(EXERCISE PROMPT) Count every line in the data that contains the word "DataTable", then report that number alone.

(SOURCE RECORDS)
....
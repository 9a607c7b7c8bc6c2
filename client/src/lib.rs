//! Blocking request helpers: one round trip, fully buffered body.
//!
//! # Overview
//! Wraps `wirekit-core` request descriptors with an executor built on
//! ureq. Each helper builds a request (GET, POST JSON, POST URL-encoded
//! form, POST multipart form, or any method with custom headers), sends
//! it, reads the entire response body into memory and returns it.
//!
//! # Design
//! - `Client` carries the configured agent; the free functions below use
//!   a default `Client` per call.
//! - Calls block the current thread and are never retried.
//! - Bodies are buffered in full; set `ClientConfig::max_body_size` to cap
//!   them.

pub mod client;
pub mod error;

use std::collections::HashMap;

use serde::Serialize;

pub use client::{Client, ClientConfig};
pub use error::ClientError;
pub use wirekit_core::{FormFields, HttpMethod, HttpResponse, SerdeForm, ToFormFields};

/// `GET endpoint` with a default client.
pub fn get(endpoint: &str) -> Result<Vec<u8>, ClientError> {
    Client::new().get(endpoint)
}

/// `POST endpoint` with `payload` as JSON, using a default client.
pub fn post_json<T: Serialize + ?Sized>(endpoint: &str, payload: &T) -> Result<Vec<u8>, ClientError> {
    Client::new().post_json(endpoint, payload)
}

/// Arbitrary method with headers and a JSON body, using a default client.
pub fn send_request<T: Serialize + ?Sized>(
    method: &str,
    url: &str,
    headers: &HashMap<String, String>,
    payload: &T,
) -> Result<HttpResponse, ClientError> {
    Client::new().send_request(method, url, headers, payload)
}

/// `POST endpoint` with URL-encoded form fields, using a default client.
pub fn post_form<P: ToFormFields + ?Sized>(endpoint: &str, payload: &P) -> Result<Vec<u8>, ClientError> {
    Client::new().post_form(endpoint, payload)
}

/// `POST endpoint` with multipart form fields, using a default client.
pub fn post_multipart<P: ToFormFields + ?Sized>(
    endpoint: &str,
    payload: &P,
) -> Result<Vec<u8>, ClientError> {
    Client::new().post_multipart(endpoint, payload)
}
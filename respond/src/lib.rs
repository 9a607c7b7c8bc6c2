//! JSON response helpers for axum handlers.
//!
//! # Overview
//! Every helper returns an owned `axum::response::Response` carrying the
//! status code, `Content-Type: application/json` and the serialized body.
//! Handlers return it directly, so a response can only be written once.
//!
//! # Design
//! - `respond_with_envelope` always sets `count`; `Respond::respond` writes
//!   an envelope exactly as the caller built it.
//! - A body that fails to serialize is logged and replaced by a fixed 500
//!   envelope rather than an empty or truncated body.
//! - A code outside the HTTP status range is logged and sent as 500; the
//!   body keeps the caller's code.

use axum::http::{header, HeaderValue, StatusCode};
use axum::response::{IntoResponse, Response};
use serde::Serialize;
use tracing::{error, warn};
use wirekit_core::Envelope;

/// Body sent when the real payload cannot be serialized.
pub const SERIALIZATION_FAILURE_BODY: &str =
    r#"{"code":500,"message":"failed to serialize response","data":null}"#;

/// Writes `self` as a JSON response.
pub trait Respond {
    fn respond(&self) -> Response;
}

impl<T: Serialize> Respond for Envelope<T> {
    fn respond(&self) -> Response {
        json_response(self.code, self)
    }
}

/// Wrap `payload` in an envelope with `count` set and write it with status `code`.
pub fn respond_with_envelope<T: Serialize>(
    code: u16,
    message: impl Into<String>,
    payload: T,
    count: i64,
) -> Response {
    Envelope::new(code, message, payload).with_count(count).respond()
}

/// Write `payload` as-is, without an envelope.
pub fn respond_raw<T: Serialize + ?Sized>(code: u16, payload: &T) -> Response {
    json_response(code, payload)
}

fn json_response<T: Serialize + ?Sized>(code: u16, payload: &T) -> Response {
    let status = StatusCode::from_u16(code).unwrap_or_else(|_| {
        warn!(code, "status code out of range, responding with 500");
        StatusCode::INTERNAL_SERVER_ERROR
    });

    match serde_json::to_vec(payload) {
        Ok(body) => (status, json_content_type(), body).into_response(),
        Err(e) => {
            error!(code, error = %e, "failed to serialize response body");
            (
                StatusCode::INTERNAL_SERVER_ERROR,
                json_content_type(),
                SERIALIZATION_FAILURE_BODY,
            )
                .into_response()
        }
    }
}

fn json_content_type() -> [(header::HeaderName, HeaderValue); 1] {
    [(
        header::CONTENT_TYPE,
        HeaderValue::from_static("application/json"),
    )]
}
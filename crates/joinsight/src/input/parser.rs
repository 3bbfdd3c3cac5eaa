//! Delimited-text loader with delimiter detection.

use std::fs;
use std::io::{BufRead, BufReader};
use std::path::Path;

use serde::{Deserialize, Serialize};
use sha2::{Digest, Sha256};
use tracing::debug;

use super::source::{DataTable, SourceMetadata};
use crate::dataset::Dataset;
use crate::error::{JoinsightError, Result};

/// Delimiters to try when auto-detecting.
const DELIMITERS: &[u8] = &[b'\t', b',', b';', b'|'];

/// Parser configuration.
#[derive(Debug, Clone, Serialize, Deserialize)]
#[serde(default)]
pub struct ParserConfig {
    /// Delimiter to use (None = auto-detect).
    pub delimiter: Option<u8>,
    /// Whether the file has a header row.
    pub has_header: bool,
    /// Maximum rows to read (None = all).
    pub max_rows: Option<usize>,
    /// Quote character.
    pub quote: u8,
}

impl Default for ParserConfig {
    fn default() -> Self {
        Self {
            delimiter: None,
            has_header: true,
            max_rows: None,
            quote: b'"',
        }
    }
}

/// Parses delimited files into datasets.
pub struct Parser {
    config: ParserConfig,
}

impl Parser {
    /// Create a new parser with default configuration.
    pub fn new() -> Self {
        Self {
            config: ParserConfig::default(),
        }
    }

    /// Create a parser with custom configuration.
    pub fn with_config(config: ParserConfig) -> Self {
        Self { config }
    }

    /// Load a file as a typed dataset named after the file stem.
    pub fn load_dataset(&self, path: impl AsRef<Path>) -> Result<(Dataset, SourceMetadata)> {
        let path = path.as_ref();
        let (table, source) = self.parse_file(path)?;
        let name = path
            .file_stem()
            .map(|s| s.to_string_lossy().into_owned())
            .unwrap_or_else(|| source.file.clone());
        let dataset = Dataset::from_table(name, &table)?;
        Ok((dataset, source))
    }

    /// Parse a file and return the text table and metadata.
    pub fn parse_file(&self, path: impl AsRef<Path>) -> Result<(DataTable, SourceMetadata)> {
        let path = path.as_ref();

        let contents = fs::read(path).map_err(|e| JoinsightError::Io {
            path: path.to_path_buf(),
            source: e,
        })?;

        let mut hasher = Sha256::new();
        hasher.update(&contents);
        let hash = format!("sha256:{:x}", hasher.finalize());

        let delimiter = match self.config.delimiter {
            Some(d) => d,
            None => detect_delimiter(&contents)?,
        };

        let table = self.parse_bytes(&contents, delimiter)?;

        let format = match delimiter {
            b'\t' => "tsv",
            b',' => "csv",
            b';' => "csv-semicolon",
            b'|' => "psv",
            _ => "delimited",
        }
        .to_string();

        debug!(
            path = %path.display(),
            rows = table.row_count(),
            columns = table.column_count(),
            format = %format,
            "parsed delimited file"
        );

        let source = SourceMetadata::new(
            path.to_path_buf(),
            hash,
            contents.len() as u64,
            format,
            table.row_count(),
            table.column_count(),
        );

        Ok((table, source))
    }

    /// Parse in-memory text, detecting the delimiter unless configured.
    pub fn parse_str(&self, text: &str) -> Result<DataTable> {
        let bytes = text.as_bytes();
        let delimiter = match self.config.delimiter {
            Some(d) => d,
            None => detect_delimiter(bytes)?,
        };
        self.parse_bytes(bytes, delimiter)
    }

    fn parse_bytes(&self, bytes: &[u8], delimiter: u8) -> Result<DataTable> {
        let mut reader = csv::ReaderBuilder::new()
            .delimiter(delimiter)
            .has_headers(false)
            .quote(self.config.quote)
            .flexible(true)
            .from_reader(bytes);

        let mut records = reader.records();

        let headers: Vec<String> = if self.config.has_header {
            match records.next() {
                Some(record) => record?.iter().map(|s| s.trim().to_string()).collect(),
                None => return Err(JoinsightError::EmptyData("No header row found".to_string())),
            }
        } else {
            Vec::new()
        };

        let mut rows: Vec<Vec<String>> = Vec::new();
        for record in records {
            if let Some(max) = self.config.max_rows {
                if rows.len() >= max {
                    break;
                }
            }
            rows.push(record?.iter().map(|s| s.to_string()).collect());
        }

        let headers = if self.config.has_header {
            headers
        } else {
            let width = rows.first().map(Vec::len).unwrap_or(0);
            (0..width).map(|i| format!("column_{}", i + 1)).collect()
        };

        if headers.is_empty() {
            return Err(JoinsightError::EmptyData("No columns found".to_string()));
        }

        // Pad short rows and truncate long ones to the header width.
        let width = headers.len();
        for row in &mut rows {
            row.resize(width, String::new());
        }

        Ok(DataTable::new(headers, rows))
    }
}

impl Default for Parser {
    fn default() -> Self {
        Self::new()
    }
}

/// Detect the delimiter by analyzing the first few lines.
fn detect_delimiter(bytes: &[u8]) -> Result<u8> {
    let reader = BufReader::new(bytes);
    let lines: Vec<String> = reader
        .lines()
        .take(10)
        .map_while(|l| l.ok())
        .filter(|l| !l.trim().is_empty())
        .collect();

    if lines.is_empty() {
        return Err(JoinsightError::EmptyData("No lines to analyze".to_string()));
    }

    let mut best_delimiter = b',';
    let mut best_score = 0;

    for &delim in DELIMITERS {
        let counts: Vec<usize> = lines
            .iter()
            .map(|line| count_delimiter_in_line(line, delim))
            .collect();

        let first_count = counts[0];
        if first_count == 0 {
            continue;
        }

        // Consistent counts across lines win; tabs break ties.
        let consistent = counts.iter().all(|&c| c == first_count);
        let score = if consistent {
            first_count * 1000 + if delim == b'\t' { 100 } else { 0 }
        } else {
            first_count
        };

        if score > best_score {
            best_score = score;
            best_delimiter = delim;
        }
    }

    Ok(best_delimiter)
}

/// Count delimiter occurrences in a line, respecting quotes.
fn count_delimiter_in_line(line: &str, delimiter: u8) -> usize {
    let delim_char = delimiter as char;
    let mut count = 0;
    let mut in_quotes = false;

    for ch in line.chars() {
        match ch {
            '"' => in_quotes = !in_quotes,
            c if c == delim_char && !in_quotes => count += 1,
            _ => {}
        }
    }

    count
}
....
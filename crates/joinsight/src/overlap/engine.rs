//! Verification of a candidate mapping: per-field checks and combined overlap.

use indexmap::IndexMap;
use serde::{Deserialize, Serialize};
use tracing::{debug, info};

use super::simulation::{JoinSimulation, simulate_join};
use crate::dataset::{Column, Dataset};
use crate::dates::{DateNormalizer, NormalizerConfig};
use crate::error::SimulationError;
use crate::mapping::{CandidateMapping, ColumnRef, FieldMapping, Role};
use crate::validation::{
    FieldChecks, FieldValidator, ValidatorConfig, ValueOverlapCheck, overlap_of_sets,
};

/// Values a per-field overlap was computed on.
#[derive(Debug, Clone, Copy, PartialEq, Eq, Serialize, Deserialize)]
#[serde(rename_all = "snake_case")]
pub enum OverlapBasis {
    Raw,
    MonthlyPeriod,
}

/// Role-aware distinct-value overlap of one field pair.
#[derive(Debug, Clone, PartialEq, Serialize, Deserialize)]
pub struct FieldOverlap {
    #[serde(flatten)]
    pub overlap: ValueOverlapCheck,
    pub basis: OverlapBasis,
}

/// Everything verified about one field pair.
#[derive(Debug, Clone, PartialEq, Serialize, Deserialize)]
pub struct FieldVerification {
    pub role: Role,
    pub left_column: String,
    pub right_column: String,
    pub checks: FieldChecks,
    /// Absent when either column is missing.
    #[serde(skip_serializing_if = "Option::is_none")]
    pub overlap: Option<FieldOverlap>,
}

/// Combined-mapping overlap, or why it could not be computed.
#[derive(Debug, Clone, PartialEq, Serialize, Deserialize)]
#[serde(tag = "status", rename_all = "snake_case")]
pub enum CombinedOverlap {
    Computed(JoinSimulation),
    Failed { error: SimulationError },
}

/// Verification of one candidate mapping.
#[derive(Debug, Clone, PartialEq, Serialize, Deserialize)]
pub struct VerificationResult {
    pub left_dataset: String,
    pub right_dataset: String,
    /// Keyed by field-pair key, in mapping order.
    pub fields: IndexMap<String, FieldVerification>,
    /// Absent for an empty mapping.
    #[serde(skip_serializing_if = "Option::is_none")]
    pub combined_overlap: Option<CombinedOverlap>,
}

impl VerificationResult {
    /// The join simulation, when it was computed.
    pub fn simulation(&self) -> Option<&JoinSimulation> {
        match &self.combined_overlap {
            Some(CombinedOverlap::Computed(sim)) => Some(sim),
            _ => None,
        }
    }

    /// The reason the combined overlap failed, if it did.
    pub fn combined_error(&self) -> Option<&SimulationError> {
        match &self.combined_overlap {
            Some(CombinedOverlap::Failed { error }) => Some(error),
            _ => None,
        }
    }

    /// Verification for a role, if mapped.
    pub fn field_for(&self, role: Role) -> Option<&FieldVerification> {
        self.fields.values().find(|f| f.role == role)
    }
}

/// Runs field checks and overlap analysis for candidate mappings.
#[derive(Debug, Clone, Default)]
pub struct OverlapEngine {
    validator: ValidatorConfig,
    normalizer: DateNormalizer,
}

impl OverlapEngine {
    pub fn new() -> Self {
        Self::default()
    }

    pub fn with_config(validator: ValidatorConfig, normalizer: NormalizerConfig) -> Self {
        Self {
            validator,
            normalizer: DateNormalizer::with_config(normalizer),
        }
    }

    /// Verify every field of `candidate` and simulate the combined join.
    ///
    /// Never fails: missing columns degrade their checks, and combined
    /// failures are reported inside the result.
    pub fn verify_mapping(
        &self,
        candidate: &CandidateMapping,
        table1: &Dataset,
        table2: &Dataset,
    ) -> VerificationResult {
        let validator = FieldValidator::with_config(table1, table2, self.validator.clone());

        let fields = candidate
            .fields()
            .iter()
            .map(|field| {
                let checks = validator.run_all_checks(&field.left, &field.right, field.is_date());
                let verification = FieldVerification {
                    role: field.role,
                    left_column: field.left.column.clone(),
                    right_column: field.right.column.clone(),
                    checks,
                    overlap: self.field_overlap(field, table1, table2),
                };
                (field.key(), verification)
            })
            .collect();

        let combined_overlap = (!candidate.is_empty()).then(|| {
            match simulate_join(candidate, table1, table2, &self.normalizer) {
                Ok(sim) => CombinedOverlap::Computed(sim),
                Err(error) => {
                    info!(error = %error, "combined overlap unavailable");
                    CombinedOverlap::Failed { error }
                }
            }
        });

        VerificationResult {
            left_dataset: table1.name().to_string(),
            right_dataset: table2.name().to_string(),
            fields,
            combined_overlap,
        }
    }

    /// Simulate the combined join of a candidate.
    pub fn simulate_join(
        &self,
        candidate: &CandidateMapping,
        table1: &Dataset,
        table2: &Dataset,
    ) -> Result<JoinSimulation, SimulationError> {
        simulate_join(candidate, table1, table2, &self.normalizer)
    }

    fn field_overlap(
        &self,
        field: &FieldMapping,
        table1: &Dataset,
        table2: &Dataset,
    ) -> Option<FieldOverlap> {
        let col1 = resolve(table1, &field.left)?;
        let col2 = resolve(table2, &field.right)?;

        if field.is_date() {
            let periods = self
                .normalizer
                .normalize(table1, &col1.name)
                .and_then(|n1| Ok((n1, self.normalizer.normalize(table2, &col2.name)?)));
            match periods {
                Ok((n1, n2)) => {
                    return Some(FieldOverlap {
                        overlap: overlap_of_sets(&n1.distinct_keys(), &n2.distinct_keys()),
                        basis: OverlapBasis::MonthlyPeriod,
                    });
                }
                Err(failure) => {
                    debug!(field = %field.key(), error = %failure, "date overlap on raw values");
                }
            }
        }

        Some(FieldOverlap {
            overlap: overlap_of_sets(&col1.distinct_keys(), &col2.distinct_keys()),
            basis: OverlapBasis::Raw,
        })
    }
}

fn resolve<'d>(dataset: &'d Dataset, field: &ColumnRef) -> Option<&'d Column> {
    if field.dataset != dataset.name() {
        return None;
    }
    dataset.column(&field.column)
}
....
(EXERCISE RESPONSE) 5